> _Exercise instructions_
Every line with the string "Pending" must be copied from the entries below.
- Opening Delimiter -
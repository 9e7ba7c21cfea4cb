use crate::orchestrator::{Outcome, ProcessEvent, RunResult};
use crate::phase::Phase;
use crate::review::ReviewDecision;
use crate::ui::icons::{BLOCKER, CHECK, CLOCK, CROSS, PIVOT, REVIEW, RUNNING, SPARKLE, STOP};
use console::style;
use indicatif::{MultiProgress, ProgressBar, ProgressStyle};
use std::time::Duration;
use tokio::sync::mpsc;
use tokio::task::JoinHandle;

/// Terminal UI for a run, rendered via `indicatif` progress bars.
///
/// Two bars are stacked vertically:
/// - Phase bar, counting phases that completed
/// - Status bar, a spinner naming what the run is doing right now
pub struct RunUI {
    multi: MultiProgress,
    phase_bar: ProgressBar,
    status_bar: ProgressBar,
    verbose: bool,
}

impl RunUI {
    /// Create the UI sized for `total_phases` on the happy path.
    pub fn new(total_phases: u64, verbose: bool) -> Self {
        let multi = MultiProgress::new();

        let phase_style = ProgressStyle::default_bar()
            .template("{prefix:.bold.dim} [{bar:40.cyan/blue}] {pos}/{len} {msg}")
            .unwrap_or_else(|_| ProgressStyle::default_bar())
            .progress_chars("█▓▒░");

        let phase_bar = multi.add(ProgressBar::new(total_phases));
        phase_bar.set_style(phase_style);
        phase_bar.set_prefix("Phases");

        let status_style = ProgressStyle::default_spinner()
            .template("{prefix:.bold.dim} {spinner} {msg}")
            .unwrap_or_else(|_| ProgressStyle::default_spinner());

        let status_bar = multi.add(ProgressBar::new_spinner());
        status_bar.set_style(status_style);
        status_bar.set_prefix("Status");

        Self {
            multi,
            phase_bar,
            status_bar,
            verbose,
        }
    }

    /// Print a line above the bars, falling back to stderr when the terminal is gone.
    fn print_line(&self, msg: impl AsRef<str>) {
        if self.multi.println(msg.as_ref()).is_err() {
            eprintln!("{}", msg.as_ref());
        }
    }

    /// Consume events until the sender side closes.
    pub fn spawn(self, mut rx: mpsc::Receiver<ProcessEvent>) -> JoinHandle<()> {
        tokio::spawn(async move {
            while let Some(event) = rx.recv().await {
                self.handle(&event);
            }
        })
    }

    pub fn handle(&self, event: &ProcessEvent) {
        match event {
            ProcessEvent::RunStarted { run_id, mode, phase } => {
                self.print_line(format!(
                    "{} Run {} ({} mode) starting at {}",
                    RUNNING,
                    style(run_id).dim(),
                    style(mode).cyan(),
                    style(phase.display_name()).yellow()
                ));
            }
            ProcessEvent::PhaseStarted { phase } => {
                self.phase_bar
                    .set_message(style(phase.display_name()).yellow().to_string());
                self.status_bar
                    .set_message(format!("Running {}", style(phase).cyan()));
                self.status_bar.enable_steady_tick(Duration::from_millis(100));
            }
            ProcessEvent::PhaseCompleted { phase, outputs } => {
                self.phase_bar.inc(1);
                self.print_line(format!(
                    "{} {} ({} outputs)",
                    CHECK,
                    style(phase.display_name()).green(),
                    outputs
                ));
            }
            ProcessEvent::DependencyMissing { phase, missing } => {
                self.print_line(format!(
                    "{} {} needs {}, going back",
                    BLOCKER,
                    style(phase).yellow(),
                    style(missing).yellow().bold()
                ));
            }
            ProcessEvent::ReviewRequested { phase, version } => {
                // The review channel owns the terminal until a decision arrives.
                self.status_bar.disable_steady_tick();
                self.status_bar.set_message(format!(
                    "{}Waiting for review of {} (v{})",
                    REVIEW,
                    style(phase.display_name()).cyan(),
                    version
                ));
            }
            ProcessEvent::ReviewDecided { phase, decision } => {
                let label = match decision {
                    ReviewDecision::Approve => style("approved").green(),
                    ReviewDecision::RequestRevision => style("revision requested").yellow(),
                    ReviewDecision::Reject => style("rejected").red(),
                };
                self.phase_bar.inc(1);
                self.print_line(format!("{}{}: {}", REVIEW, phase.display_name(), label));
            }
            ProcessEvent::VersionBumped { version, phase } => {
                self.print_line(format!(
                    "{}Document v{} after {} revision",
                    PIVOT,
                    style(version).bold(),
                    phase
                ));
            }
            ProcessEvent::Transition { from, outcome, to } => {
                if *outcome == Outcome::RevisionRequested {
                    // The reviewed phase and its review run again.
                    self.phase_bar.set_length(self.phase_bar.length().unwrap_or(0) + 2);
                }
                if self.verbose {
                    self.print_line(format!(
                        "    {} {} --{}--> {}",
                        style("→").dim(),
                        style(from).dim(),
                        style(outcome).dim(),
                        style(to).dim()
                    ));
                }
            }
            ProcessEvent::RunFinished { phase, success, errors } => {
                if *success {
                    self.phase_bar.finish_with_message(style("done").green().to_string());
                    self.status_bar.finish_and_clear();
                } else {
                    self.phase_bar.abandon();
                    self.status_bar.abandon_with_message(format!(
                        "Stopped at {} with {} errors",
                        style(phase).red(),
                        errors
                    ));
                }
            }
        }
    }
}

/// Print the closing summary for a finished run.
pub fn print_summary(result: &RunResult) {
    let state = &result.state;
    println!();
    match state.current_phase() {
        Phase::Complete => println!(
            "{}{}",
            SPARKLE,
            style("Requirement definition complete!").green().bold()
        ),
        Phase::Failed => println!("{}{}", CROSS, style("Run failed").red().bold()),
        phase => println!(
            "{}{} at {}",
            STOP,
            style("Run stopped").yellow().bold(),
            phase
        ),
    }
    if let Some(ref failure) = result.failure {
        println!("  {} {}", style("Reason:").dim(), failure);
    }
    println!("  {} {}", style("Run:").dim(), state.run_id());
    println!(
        "  {} v{} ({} revisions)",
        style("Version:").dim(),
        state.document_version(),
        state.revision_count()
    );
    for entry in state.version_history() {
        println!("    {}", entry);
    }
    println!(
        "  {} {}/{}",
        style("Phases:").dim(),
        state.completed_phases().len(),
        Phase::WORK_PHASES.len() + 2
    );
    println!(
        "  {}{:.1}s",
        CLOCK,
        result.duration.as_secs_f64()
    );
}
//! Review records exchanged between the gate and the orchestrator.

use crate::phase::Phase;
use chrono::{DateTime, Utc};
use serde::{Deserialize, Serialize};
use std::collections::BTreeMap;

#[derive(Debug, Clone, Copy, PartialEq, Eq, Serialize, Deserialize)]
#[serde(rename_all = "snake_case")]
pub enum ReviewStatus {
    Pending,
    Approved,
    RevisionRequested,
    /// The reviewed phase is being re-run after a revision request.
    InRevision,
}

impl std::fmt::Display for ReviewStatus {
    fn fmt(&self, f: &mut std::fmt::Formatter<'_>) -> std::fmt::Result {
        let s = match self {
            ReviewStatus::Pending => "pending",
            ReviewStatus::Approved => "approved",
            ReviewStatus::RevisionRequested => "revision_requested",
            ReviewStatus::InRevision => "in_revision",
        };
        f.write_str(s)
    }
}

#[derive(Debug, Clone, Copy, PartialEq, Eq, Serialize, Deserialize)]
#[serde(rename_all = "snake_case")]
pub enum ReviewDecision {
    Approve,
    RequestRevision,
    Reject,
}

impl std::fmt::Display for ReviewDecision {
    fn fmt(&self, f: &mut std::fmt::Formatter<'_>) -> std::fmt::Result {
        let s = match self {
            ReviewDecision::Approve => "approve",
            ReviewDecision::RequestRevision => "request_revision",
            ReviewDecision::Reject => "reject",
        };
        f.write_str(s)
    }
}

/// Parsed reviewer response. Immutable once built.
#[derive(Debug, Clone, PartialEq, Serialize, Deserialize)]
pub struct ReviewFeedback {
    pub phase: Phase,
    pub decision: ReviewDecision,
    pub comments: Vec<String>,
    /// `item -> comment` pairs given as `item: comment` lines.
    pub specific_feedback: BTreeMap<String, String>,
    pub approved_items: Vec<String>,
    pub revision_items: Vec<String>,
    pub created_at: DateTime<Utc>,
}

/// Review record for one gated phase.
#[derive(Debug, Clone, PartialEq, Serialize, Deserialize)]
pub struct PhaseReview {
    /// The work phase under review.
    pub phase: Phase,
    pub status: ReviewStatus,
    pub content_summary: String,
    pub feedback: Option<ReviewFeedback>,
    /// Revisions already spent on the phase when the review was opened.
    pub retry_count: u32,
    pub last_updated: DateTime<Utc>,
}

/// What a worker re-run should focus on after a revision request.
#[derive(Debug, Clone, Default, PartialEq, Serialize, Deserialize)]
pub struct RevisionInstructions {
    pub general_comments: Vec<String>,
    /// `"item: comment"` strings.
    pub specific_revisions: Vec<String>,
    pub focus_areas: Vec<String>,
}

impl RevisionInstructions {
    pub fn is_empty(&self) -> bool {
        self.general_comments.is_empty()
            && self.specific_revisions.is_empty()
            && self.focus_areas.is_empty()
    }
}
- Closing Delimiter -
> _Result of this task_
    Pending,
            ReviewStatus::Pending => "pending",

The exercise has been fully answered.